──────── WORKING DATA ────────

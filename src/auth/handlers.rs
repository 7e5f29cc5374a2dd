use axum::{
    extract::{rejection::JsonRejection, State},
    http::StatusCode,
    routing::post,
    Json, Router,
};
use lazy_static::lazy_static;
use regex::Regex;
use tracing::{info, instrument, warn};

use crate::{
    auth::{
        dto::{CredentialsRequest, PublicAccount, TokenResponse},
        repo::StoreError,
    },
    error::ApiError,
    state::AppState,
};

pub const MIN_PASSWORD_LEN: usize = 6;

pub fn auth_routes() -> Router<AppState> {
    Router::new()
        .route("/register", post(register))
        .route("/login", post(login))
}

fn is_valid_email(email: &str) -> bool {
    lazy_static! {
        static ref EMAIL_RE: Regex = Regex::new(r"^[^@\s]+@[^@\s]+\.[^@\s]+$").unwrap();
    }
    EMAIL_RE.is_match(email)
}

/// Emails are compared case-insensitively: stored and looked up trimmed and lower-cased.
pub fn normalize_email(email: &str) -> String {
    email.trim().to_lowercase()
}

#[instrument(skip(state, payload))]
pub async fn register(
    State(state): State<AppState>,
    payload: Result<Json<CredentialsRequest>, JsonRejection>,
) -> Result<(StatusCode, Json<PublicAccount>), ApiError> {
    let Json(payload) = payload?;
    let email = normalize_email(&payload.email);

    if !is_valid_email(&email) {
        warn!(email = %email, "invalid email");
        return Err(ApiError::Validation("Invalid email".into()));
    }
    if payload.password.chars().count() < MIN_PASSWORD_LEN {
        warn!("password too short");
        return Err(ApiError::Validation(format!(
            "Password must be at least {MIN_PASSWORD_LEN} characters"
        )));
    }

    let hash = state.hasher.hash_blocking(payload.password).await?;

    let account = match state.accounts.create_account(&email, &hash).await {
        Ok(account) => account,
        Err(StoreError::DuplicateEmail) => {
            warn!(email = %email, "email already registered");
            return Err(ApiError::DuplicateEmail);
        }
        Err(e) => return Err(e.into()),
    };

    info!(account_id = %account.id, email = %account.email, "account registered");
    Ok((StatusCode::CREATED, Json(account.into())))
}

#[instrument(skip(state, payload))]
pub async fn login(
    State(state): State<AppState>,
    payload: Result<Json<CredentialsRequest>, JsonRejection>,
) -> Result<Json<TokenResponse>, ApiError> {
    let Json(payload) = payload?;
    let email = normalize_email(&payload.email);

    let account = match state.accounts.find_account_by_email(&email).await {
        Ok(account) => Some(account),
        Err(StoreError::NotFound) => None,
        Err(e) => return Err(e.into()),
    };

    // Unknown emails still pay for a hash verification.
    let matched = state
        .hasher
        .verify_blocking(
            payload.password,
            account.as_ref().map(|a| a.password_hash.clone()),
        )
        .await?;

    let account = match account {
        Some(account) if matched => account,
        Some(account) => {
            warn!(account_id = %account.id, "login invalid password");
            return Err(ApiError::InvalidCredentials);
        }
        None => {
            warn!(email = %email, "login unknown email");
            return Err(ApiError::InvalidCredentials);
        }
    };

    let token = state.keys.issue(account.id)?;
    info!(account_id = %account.id, "account logged in");
    Ok(Json(TokenResponse { token }))
}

────────

Please show the lines of the material that contain the string "Result".

# REPLY TO THE EXERCISE
    payload: Result<Json<CredentialsRequest>, JsonRejection>,
) -> Result<(StatusCode, Json<PublicAccount>), ApiError> {
    payload: Result<Json<CredentialsRequest>, JsonRejection>,
) -> Result<Json<TokenResponse>, ApiError> {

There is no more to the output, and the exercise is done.